Personal information
- Full name: Dennis Ravindran Chanmugam
- Born: 13 August 1948 (age 78) Colombo, Ceylon
- Batting: Right-handed
- Bowling: Right-arm fast-medium
- Relations: Neil Chanmugam (brother)

Career statistics
| Competition | FC | List A |
| Matches | 14 | 2 |
| Runs scored | 180 | 17 |
| Batting average | 11.25 | 8.50 |
| 100s/50s | 0/0 | 0/0 |
| Top score | 35 | 9 |
| Balls bowled | 1376 | 90 |
| Wickets | 19 | 1 |
| Bowling average | 41.05 | 54.00 |
| 5 wickets in innings | 0 | 0 |
| 10 wickets in match | 0 | 0 |
| Best bowling | 4/60 | 1/23 |
| Catches/stumpings | 8/0 | 1/0 |
- Source: Cricinfo, 3 June 2018

= Dennis Chanmugam =

Dennis Ravindran Chanmugam (born 13 August 1948) is a former cricketer who played first-class cricket for Sri Lanka from 1973 to 1975.

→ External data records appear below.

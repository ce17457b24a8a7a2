//! Task Context - 后台任务限界上下文
//!
//! 职责:
//! - 后端任务记录的线上格式
//! - UI 侧跟踪的任务快照
//! - 任务消息中 stage 的解析

mod entities;
mod message;
mod value_objects;

pub use entities::{TaskRecord, TrackedTask};
pub use message::{split_stage_message, DEFAULT_ACTIVE_MESSAGE, DEFAULT_STAGE, STALE_TASK_MESSAGE};
pub use value_objects::TaskStatus;
//! Data Transfer Objects

use serde::{Deserialize, Serialize};

use crate::domain::TrackedTask;

// ============================================================================
// 统一响应结构
// ============================================================================

/// 统一 API 响应格式
#[derive(Debug, Serialize)]
pub struct ApiResponse<T: Serialize> {
    pub errno: i32,
    pub error: String,
    pub data: Option<T>,
}

impl<T: Serialize> ApiResponse<T> {
    /// 成功响应
    pub fn success(data: T) -> Self {
        Self {
            errno: 0,
            error: String::new(),
            data: Some(data),
        }
    }
}

// ============================================================================
// Polling DTOs
// ============================================================================

#[derive(Debug, Deserialize)]
pub struct CorpusRequest {
    pub corpus_id: String,
}

impl CorpusRequest {
    /// 去除首尾空白后的语料库 ID，空则返回 None
    pub fn corpus_id(&self) -> Option<&str> {
        let id = self.corpus_id.trim();
        (!id.is_empty()).then_some(id)
    }
}

#[derive(Debug, Serialize)]
pub struct PollingStatusDto {
    pub corpus_id: String,
    pub polling: bool,
    pub active_task_count: usize,
}

#[derive(Debug, Serialize)]
pub struct PollingListDto {
    pub corpora: Vec<String>,
}

// ============================================================================
// Task DTOs
// ============================================================================

#[derive(Debug, Serialize)]
pub struct TaskDto {
    pub task_id: String,
    pub corpus_id: String,
    pub text_id: String,
    pub progress: u8,
    pub stage: String,
    pub message: String,
    pub status: String,
    pub updated_at: String,
}

impl From<TrackedTask> for TaskDto {
    fn from(task: TrackedTask) -> Self {
        Self {
            task_id: task.task_id,
            corpus_id: task.corpus_id,
            text_id: task.text_id,
            progress: task.progress,
            stage: task.stage,
            message: task.message,
            status: task.status.as_str().to_string(),
            updated_at: task.updated_at.to_rfc3339(),
        }
    }
}

#[derive(Debug, Serialize)]
pub struct CorpusTasksDto {
    pub corpus_id: String,
    pub active_task_count: usize,
    pub tasks: Vec<TaskDto>,
}

#[cfg(test)]
mod tests {
    use super::*;

    #[test]
    fn test_corpus_request_trims() {
        let req = CorpusRequest {
            corpus_id: "  c1 ".to_string(),
        };
        assert_eq!(req.corpus_id(), Some("c1"));

        let empty = CorpusRequest {
            corpus_id: "   ".to_string(),
        };
        assert_eq!(empty.corpus_id(), None);
    }

    #[test]
    fn test_success_envelope() {
        let json = serde_json::to_value(ApiResponse::success(PollingListDto { corpora: vec![] }))
            .unwrap();
        assert_eq!(json["errno"], 0);
        assert_eq!(json["error"], "");
        assert!(json["data"]["corpora"].as_array().unwrap().is_empty());
    }
}
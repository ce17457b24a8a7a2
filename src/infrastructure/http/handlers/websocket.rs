//! WebSocket Handler - 任务存储事件推送

use axum::{
    extract::{
        ws::{Message, WebSocket, WebSocketUpgrade},
        Path, State,
    },
    response::IntoResponse,
};
use futures_util::{SinkExt, StreamExt};
use std::sync::Arc;
use tokio::sync::broadcast::error::RecvError;

use crate::infrastructure::events::StoreEvent;
use crate::infrastructure::http::state::AppState;

/// 全部语料库的事件
pub async fn events_websocket_handler(
    ws: WebSocketUpgrade,
    State(state): State<Arc<AppState>>,
) -> impl IntoResponse {
    ws.on_upgrade(move |socket| handle_socket(socket, None, state))
}

/// 单个语料库的事件
pub async fn corpus_websocket_handler(
    ws: WebSocketUpgrade,
    Path(corpus_id): Path<String>,
    State(state): State<Arc<AppState>>,
) -> impl IntoResponse {
    ws.on_upgrade(move |socket| handle_socket(socket, Some(corpus_id), state))
}

fn event_corpus(event: &StoreEvent) -> &str {
    match event {
        StoreEvent::TaskUpdated { task } => &task.corpus_id,
        StoreEvent::TaskRemoved { corpus_id, .. } => corpus_id,
        StoreEvent::CorpusDrained { corpus_id } => corpus_id,
    }
}

async fn handle_socket(socket: WebSocket, corpus_filter: Option<String>, state: Arc<AppState>) {
    let (mut sender, mut receiver) = socket.split();
    let mut event_rx = state.event_publisher.subscribe();

    tracing::info!(corpus_id = ?corpus_filter, "WebSocket connected");

    let filter = corpus_filter.clone();
    let forward_task = tokio::spawn(async move {
        loop {
            let event = match event_rx.recv().await {
                Ok(event) => event,
                Err(RecvError::Lagged(skipped)) => {
                    tracing::warn!(skipped = skipped, "WebSocket subscriber lagged, events dropped");
                    continue;
                }
                Err(RecvError::Closed) => break,
            };

            if let Some(corpus_id) = &filter {
                if event_corpus(&event) != corpus_id {
                    continue;
                }
            }

            let msg = match serde_json::to_string(&event) {
                Ok(json) => Message::Text(json),
                Err(e) => {
                    tracing::error!(error = %e, "Failed to serialize event");
                    continue;
                }
            };

            if let Err(e) = sender.send(msg).await {
                tracing::debug!(error = %e, "Failed to send WebSocket message");
                break;
            }
        }
    });

    // 接收客户端消息（心跳）
    let receive_task = tokio::spawn(async move {
        while let Some(msg) = receiver.next().await {
            match msg {
                Ok(Message::Close(_)) => {
                    tracing::debug!("WebSocket closed by client");
                    break;
                }
                Err(e) => {
                    tracing::debug!(error = %e, "WebSocket error");
                    break;
                }
                _ => {}
            }
        }
    });

    // 等待任一任务完成
    tokio::select! {
        _ = forward_task => {}
        _ = receive_task => {}
    }

    tracing::info!(corpus_id = ?corpus_filter, "WebSocket disconnected");
}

Dennis Chanmugam attended S. Thomas' College, Mount Lavinia, captaining the cricket team in 1967–68. An opening bowler, he played most of his first-class cricket for Sri Lanka on three tours: to Pakistan in 1973-74, to England in 1975 for the World Cup, and to India in 1975-76. Apart from one match against Pakistan in 1973-74 he did not play in the international matches on these tours. His best first-class figures were 3 for 32 and 4 for 60 against Pakistan Universities at Rawalpindi.

In September 2018, he was one of 49 former Sri Lankan cricketers felicitated by Sri Lanka Cricket, to honour them for their services before Sri Lanka became a full member of the International Cricket Council (ICC).

His elder brother Neil Chanmugam played for Sri Lanka between 1960 and 1974.